MODELLI A CONFRONTO: quanta forza avrà l’anticiclone sul Mediterraneo?
L'anticiciclone sul Mediterraneo, più forte secondo il modello americano, più vulnerabile secondo quello europeo; dov'è la verità?
Sul proseguimento dell’estate Mediterranea dopo il breve intermezzo d’instabilità di questi giorni, ormai tutti i modelli sono concordi, mentre ancora permane un considerevole grado di incertezza riguardante l’effettivo comportamento dell’anticiclone sul Mediterraneo, visto più tenace da alcuni modelli, un po’ più vacillante specie al nord secondo altri modelli.
In questo panorama previsionale, la linea di tendenza messa in risalto dal modello europeo nel periodo compreso tra il termine della seconda e l’esordio della terza decade di luglio (lunedì 18 – sabato 23) appare sicuramente quellla dagli esiti più insicuri; il flusso delle correnti occidentali fresche ed instabili resterebbe infatti a due passi dal nostro Paese, senza che quest’ultimo ne venga però interessato direttamente.
Una resistenza certamente più coriacea dell’alta pressione viene messa in evidenza dalla previsione del modello americano, "enfasi" anticiclonica che verrebbe poi spenta
rapidamente dall’intervento di un nuovo periodo d’instabilità atmosferica ipotizzato proprio da sabato 23 luglio in avanti.
Dove rimane quindi la verità e soprattutto QUANTO potrà effettivamente rivelarsi efficace il nuovo periodo di stabilità estiva pronosticato dai modelli nel prossimo futuro?
L’arrivo dell’alta pressione, come normale che sia nella mensilità di luglio, rappresenta un fisiologico evento di chiusura di tutti quei passaggi instabili/perturbati dalle caratteristiche estive, così come abbiamo potuto sperimentare in questa occasione ed in altre occasioni simili a questa.
Al di là dell’effettiva espansione raggiunta dal nostro anticiclone, la circolazione prevalente a livello europeo resta sempre scandita dall’oceano e dai suoi capricci.
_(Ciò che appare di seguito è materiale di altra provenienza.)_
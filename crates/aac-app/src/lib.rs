//! Hanmadi Board Application
//!
//! Session wiring and the terminal driver for the AAC board.

pub mod command;
pub mod config;
pub mod console;
pub mod session;

pub use command::Command;
pub use config::AppConfig;
pub use console::{ConsoleNavigator, ConsoleSpeech};
pub use session::Session;

/// Application version
pub const VERSION: &str = env!("CARGO_PKG_VERSION");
Sottomesse o comunque fortemente annichilite le circolazioni assai più stabili rappresentate dall’espansione delle masse d’aria nord africane sul Mediterraneo.
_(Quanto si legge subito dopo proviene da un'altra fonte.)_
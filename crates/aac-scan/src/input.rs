//! Switch and Key Input
//!
//! Maps keyboard keys and physical switch gestures onto the three scan
//! actions.

use crate::config::ScanMethod;
use crate::timer::TimerId;

/// The three things a user can do while scanning
#[derive(Debug, Clone, Copy, PartialEq, Eq)]
pub enum ScanAction {
    MoveNext,
    SelectCurrent,
    GoBack,
}

/// Keys the scanner listens to
#[derive(Debug, Clone, Copy, PartialEq, Eq)]
pub enum Key {
    Space,
    Enter,
    Escape,
}

impl Key {
    /// Action for this key under `method`
    pub fn action(self, method: ScanMethod) -> ScanAction {
        match (self, method) {
            (Key::Escape, _) => ScanAction::GoBack,
            (Key::Space, ScanMethod::Step) => ScanAction::MoveNext,
            (Key::Enter, ScanMethod::Step) => ScanAction::SelectCurrent,
            (_, ScanMethod::Auto) => ScanAction::SelectCurrent,
        }
    }
}

/// Press/release tracking for a single switch
#[derive(Debug, Default, Clone, Copy, PartialEq, Eq)]
pub struct SwitchGesture {
    pub pressed: bool,
    /// The hold timer already turned this press into a selection
    pub long_press_fired: bool,
    pub timer: Option<TimerId>,
}

impl SwitchGesture {
    /// Register a press; `false` if the switch was already down
    pub fn press(&mut self) -> bool {
        if self.pressed {
            return false;
        }
        *self = Self { pressed: true, ..Default::default() };
        true
    }

    /// Register a release; returns the pending hold timer and whether the
    /// press already fired, or `None` if the switch was not down
    pub fn release(&mut self) -> Option<(Option<TimerId>, bool)> {
        if !self.pressed {
            return None;
        }
        let outcome = (self.timer.take(), self.long_press_fired);
        *self = Self::default();
        Some(outcome)
    }
}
Il proseguimento dell’estate 2016 sarà con tutta probabilità ancora caratterizzato dall’avvicendarsi di break, parentesi di instabilità e frescura in arrivo soprattutto per il nord. Calura e solleone ma senza pretese al centro ed al sud. Un periodo estivo ancora definibile come normale, caldo certamente ma lontano dagli standard a cui ci hanno tristemente abituato le estati degli anni scorsi.